Satya and Santosha - Yoga Wisdom
The Yama that speaks to me the most is Satya. Wikipedia defines Satya as "...a Sanskrit word that loosely translates into English as 'unchangeable' that which pervades the universe in all it's consistency. It is also interpreted as 'absolute truth' or 'reality." In my own life I feel that I've been on a search for unchanging truth since adulthood. In early adulthood I discovered how much of my self-identity relied on labels that I had told myself were my "truth." During a six month period of time in 2009 I graduated from college, became a mother, separated from my husband, and moved across the country. I found myself completely bewildered and confused by how I was unable to define myself after this period of change. I was no longer a successful student, I was no longer a wife, I was no longer a resident of California, I was no longer a member of my close circle of friends. I didn't know who I was without these constraints around me, defining me. After struggling through the following year I slowly found my new reality. Over time I came to accept the new masks that had been given to me. I could now be defined as a single mother, as a caretaker to my sibling, and as an independent adult. During this time I also gained a much deeper understanding of who I was inside, void of all labels. The idea of "true self" is something that I am constantly trying to define, understand, and grasp ahold of. Through journaling and writing to myself I've discovered how unaware I was of all the little white lies that I had told myself over time. These lies have helped me cope with situations that were out of my control and have helped me glaze over difficult situations without feeling pain. My goal is to continue to be truthful with myself about what I'm feeling. This will in turn help me to speak up and be more open and honest with those around me.

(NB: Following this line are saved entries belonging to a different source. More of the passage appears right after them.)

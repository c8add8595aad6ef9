// Copyright 2026 Johann Kempter
//
// Licensed under the Apache License, Version 2.0 (the "License");
// you may not use this file except in compliance with the License.
// You may obtain a copy of the License at
//
//     http://www.apache.org/licenses/LICENSE-2.0
//
// Unless required by applicable law or agreed to in writing, software
// distributed under the License is distributed on an "AS IS" BASIS,
// WITHOUT WARRANTIES OR CONDITIONS OF ANY KIND, either express or implied.
// See the License for the specific language governing permissions and
// limitations under the License.
//
// SPDX-License-Identifier: Apache-2.0

//! Successor/predecessor adjacency over block ids.

use crate::ir::BlockId;

/// Control flow graph of a procedure.
#[derive(Debug, Clone, PartialEq, Eq)]
pub struct Cfg {
    entry: BlockId,
    successors: Vec<Vec<BlockId>>,
    predecessors: Vec<Vec<BlockId>>,
}

impl Cfg {
    /// Creates a graph over `block_count` blocks with the given entry and no edges.
    #[must_use]
    pub fn new(block_count: usize, entry: BlockId) -> Self {
        Self {
            entry,
            successors: vec![Vec::new(); block_count],
            predecessors: vec![Vec::new(); block_count],
        }
    }

    /// Adds the edge `from -> to`. Duplicate edges are ignored.
    pub fn add_edge(&mut self, from: BlockId, to: BlockId) {
        if from.index() >= self.successors.len() || to.index() >= self.predecessors.len() {
            return;
        }
        if !self.successors[from.index()].contains(&to) {
            self.successors[from.index()].push(to);
            self.predecessors[to.index()].push(from);
        }
    }

    /// The entry block.
    #[must_use]
    pub const fn entry(&self) -> BlockId {
        self.entry
    }

    /// Number of blocks the graph covers.
    #[must_use]
    pub fn block_count(&self) -> usize {
        self.successors.len()
    }

    /// The successors of `block`, in insertion order.
    #[must_use]
    pub fn successors(&self, block: BlockId) -> &[BlockId] {
        self.successors
            .get(block.index())
            .map_or(&[], Vec::as_slice)
    }

    /// The predecessors of `block`, in insertion order.
    #[must_use]
    pub fn predecessors(&self, block: BlockId) -> &[BlockId] {
        self.predecessors
            .get(block.index())
            .map_or(&[], Vec::as_slice)
    }

    /// The reachable blocks in depth-first postorder.
    #[must_use]
    pub fn postorder(&self) -> Vec<BlockId> {
        let mut order = Vec::with_capacity(self.block_count());
        let mut visited = vec![false; self.block_count()];
        // iterative DFS keeping a per-node successor cursor
        let mut stack = vec![(self.entry, 0usize)];
        if self.entry.index() < visited.len() {
            visited[self.entry.index()] = true;
        }
        while let Some((block, cursor)) = stack.pop() {
            let succs = self.successors(block);
            if cursor < succs.len() {
                stack.push((block, cursor + 1));
                let next = succs[cursor];
                if !visited[next.index()] {
                    visited[next.index()] = true;
                    stack.push((next, 0));
                }
            } else {
                order.push(block);
            }
        }
        order
    }

    /// The reachable blocks in reverse postorder.
    #[must_use]
    pub fn reverse_postorder(&self) -> Vec<BlockId> {
        let mut order = self.postorder();
        order.reverse();
        order
    }
}

#[cfg(test)]
mod tests {
    use super::*;

    fn b(index: usize) -> BlockId {
        BlockId::new(index)
    }

    fn diamond() -> Cfg {
        let mut cfg = Cfg::new(4, b(0));
        cfg.add_edge(b(0), b(1));
        cfg.add_edge(b(0), b(2));
        cfg.add_edge(b(1), b(3));
        cfg.add_edge(b(2), b(3));
        cfg
    }

    #[test]
    fn edges_and_duplicates() {
        let mut cfg = diamond();
        cfg.add_edge(b(0), b(1));
        assert_eq!(cfg.successors(b(0)), &[b(1), b(2)]);
        assert_eq!(cfg.predecessors(b(3)), &[b(1), b(2)]);
        assert!(cfg.successors(b(3)).is_empty());
    }

    #[test]
    fn postorder_ends_at_entry() {
        let cfg = diamond();
        let order = cfg.postorder();
        assert_eq!(order.len(), 4);
        assert_eq!(order.last(), Some(&b(0)));
        assert_eq!(cfg.reverse_postorder().first(), Some(&b(0)));
    }

    #[test]
    fn unreachable_blocks_are_skipped() {
        let mut cfg = Cfg::new(3, b(0));
        cfg.add_edge(b(0), b(1));
        let order = cfg.postorder();
        assert_eq!(order, vec![b(1), b(0)]);
    }

    #[test]
    fn loop_traversal_terminates() {
        let mut cfg = Cfg::new(3, b(0));
        cfg.add_edge(b(0), b(1));
        cfg.add_edge(b(1), b(2));
        cfg.add_edge(b(2), b(1));
        assert_eq!(cfg.postorder().len(), 3);
    }
}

Santosha can be defined as "not requiring more than you have to be content." Contentment used to be something that came easily to me. Growing up I always felt blessed by my God-given talents and the rewards that they brought into my life. After going through a very difficult series of miscarriages early in my marriage I became very discontent with life. I struggled with feelings of jealousy and envy of others who were able to have children. My discontent slowly encompassed my whole life and aided in tearing my marriage apart. I felt that I couldn't move on with my life until my dream of becoming a mother was realized. Amazingly I was blessed with a son after 3 years of heartache. Becoming a mother helped me to once again find contentment with life. I entered a period of contentment and gratitude. But as I turned 30 last winter I noticed those feelings of discontentment creeping back up again. Turning 30 seemed to shine a spotlight on the areas of my life that were miles away from the goals that I had internally set for myself in my early 20's. I began to look at my peers and see them as more successful than me. I noticed peers in seemingly happy marriages, owning businesses, financially stable, and living in beautiful houses. I've been very conscious of these feelings and how unhealthy these thinking patterns are. I am so lucky to have a beautiful son and our first home together. Being kind to myself isn't easy and is something that I have to continually remind myself to do.